_What you have to do_:
Report only the number of lines that contain the string "bool" in the records below.

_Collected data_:
· · · · ·

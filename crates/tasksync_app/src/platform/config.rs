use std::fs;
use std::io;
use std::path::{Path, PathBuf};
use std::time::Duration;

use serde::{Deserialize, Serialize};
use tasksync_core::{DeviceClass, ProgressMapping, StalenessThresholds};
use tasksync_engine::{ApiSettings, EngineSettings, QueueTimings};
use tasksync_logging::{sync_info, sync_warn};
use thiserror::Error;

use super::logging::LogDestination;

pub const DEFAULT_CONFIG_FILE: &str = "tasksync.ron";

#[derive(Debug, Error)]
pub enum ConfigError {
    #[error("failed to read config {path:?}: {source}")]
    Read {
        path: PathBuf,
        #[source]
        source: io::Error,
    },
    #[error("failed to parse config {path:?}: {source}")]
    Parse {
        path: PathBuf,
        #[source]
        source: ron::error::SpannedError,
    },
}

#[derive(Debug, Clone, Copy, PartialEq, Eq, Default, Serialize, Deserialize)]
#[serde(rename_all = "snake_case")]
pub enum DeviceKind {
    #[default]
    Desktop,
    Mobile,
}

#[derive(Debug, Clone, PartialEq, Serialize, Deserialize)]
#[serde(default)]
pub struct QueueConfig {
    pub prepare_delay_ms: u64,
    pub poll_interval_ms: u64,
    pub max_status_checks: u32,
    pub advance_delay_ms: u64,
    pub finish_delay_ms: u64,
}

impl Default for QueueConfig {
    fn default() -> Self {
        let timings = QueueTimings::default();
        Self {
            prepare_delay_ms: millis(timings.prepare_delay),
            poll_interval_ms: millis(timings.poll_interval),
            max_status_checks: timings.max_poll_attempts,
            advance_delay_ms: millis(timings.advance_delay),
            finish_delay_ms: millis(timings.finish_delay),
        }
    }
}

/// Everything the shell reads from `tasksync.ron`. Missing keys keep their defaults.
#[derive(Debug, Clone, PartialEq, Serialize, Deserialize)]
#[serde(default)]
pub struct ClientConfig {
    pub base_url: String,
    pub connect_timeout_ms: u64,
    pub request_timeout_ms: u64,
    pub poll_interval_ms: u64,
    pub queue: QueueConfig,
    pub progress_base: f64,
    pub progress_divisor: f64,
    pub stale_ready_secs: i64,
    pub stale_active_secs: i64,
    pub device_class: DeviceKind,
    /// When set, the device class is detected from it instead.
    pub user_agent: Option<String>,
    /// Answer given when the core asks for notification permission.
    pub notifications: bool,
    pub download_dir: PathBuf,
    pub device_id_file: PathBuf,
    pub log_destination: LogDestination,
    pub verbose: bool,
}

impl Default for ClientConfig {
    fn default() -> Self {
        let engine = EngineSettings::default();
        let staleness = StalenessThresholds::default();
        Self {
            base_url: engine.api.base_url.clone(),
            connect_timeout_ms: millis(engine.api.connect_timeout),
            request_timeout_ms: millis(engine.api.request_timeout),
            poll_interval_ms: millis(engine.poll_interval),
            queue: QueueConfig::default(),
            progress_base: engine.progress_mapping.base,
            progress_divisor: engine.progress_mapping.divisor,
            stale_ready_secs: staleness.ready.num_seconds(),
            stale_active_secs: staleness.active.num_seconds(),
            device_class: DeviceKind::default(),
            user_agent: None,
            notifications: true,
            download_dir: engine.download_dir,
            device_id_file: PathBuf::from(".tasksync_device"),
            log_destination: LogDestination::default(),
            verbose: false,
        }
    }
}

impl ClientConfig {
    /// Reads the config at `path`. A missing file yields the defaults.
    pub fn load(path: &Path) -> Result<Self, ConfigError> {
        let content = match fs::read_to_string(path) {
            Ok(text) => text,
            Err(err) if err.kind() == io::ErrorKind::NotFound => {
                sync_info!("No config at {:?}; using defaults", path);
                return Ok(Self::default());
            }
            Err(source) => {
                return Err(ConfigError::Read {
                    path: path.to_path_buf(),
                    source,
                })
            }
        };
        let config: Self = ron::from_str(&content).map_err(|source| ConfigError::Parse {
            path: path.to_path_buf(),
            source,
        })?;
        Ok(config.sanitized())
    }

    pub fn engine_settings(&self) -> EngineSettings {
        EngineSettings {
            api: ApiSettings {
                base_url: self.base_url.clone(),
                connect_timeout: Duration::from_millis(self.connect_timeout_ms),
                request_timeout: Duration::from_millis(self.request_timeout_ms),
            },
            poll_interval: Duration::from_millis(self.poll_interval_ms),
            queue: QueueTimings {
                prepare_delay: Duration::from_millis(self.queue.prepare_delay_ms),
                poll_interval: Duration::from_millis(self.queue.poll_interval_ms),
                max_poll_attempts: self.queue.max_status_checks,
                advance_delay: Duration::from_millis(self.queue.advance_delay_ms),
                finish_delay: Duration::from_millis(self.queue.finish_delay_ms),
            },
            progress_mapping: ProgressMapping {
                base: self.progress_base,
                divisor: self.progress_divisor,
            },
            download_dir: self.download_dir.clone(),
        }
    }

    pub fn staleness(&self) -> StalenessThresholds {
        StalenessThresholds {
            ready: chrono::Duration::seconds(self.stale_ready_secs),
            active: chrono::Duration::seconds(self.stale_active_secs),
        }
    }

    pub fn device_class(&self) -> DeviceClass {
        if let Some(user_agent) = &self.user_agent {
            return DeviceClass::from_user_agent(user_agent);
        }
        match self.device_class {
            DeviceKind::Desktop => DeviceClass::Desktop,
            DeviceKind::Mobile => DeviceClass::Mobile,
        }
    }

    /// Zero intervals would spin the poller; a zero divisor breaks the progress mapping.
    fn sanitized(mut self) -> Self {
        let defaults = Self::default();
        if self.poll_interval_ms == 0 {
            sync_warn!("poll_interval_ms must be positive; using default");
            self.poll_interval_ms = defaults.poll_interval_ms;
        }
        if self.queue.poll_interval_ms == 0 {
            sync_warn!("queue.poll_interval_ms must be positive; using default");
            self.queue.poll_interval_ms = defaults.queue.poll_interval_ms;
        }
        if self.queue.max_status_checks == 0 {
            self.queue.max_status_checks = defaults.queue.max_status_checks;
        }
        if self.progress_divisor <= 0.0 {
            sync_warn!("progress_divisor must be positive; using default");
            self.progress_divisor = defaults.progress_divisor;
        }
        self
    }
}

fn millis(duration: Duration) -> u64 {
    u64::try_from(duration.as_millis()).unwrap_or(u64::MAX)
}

· · · · ·

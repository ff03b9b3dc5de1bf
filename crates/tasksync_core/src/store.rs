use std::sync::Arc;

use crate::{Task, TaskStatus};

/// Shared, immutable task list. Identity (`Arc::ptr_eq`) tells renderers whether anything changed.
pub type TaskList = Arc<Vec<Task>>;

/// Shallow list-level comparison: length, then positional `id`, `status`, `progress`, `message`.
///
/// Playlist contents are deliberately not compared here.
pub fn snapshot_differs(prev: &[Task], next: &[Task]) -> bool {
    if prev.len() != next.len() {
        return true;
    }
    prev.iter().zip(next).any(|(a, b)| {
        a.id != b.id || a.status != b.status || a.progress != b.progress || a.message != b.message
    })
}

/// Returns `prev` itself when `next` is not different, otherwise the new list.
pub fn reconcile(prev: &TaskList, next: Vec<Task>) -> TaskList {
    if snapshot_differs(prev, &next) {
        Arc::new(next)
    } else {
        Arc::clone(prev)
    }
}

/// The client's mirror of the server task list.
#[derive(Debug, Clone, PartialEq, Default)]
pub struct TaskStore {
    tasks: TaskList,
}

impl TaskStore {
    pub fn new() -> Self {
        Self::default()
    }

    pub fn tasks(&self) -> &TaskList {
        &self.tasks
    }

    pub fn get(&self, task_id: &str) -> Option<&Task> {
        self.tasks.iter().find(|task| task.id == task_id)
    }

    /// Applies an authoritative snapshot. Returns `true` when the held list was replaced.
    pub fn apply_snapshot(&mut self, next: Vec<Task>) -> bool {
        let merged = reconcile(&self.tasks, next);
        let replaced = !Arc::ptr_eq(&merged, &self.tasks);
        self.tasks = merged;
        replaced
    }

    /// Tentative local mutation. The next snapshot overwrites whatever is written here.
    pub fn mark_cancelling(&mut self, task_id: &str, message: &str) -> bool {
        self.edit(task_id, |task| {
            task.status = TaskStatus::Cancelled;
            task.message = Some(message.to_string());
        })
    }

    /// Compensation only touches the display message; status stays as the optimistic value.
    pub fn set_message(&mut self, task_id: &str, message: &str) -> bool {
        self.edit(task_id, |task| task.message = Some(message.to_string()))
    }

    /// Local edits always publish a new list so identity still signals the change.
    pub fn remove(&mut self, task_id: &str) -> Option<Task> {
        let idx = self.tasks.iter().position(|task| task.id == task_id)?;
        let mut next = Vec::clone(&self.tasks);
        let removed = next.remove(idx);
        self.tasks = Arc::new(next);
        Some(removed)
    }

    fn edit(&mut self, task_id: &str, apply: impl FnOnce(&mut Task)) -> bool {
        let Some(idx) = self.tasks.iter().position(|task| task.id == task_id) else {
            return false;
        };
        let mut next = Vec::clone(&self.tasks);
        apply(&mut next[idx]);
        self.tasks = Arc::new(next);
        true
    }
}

· · · · ·

_Response area_:
7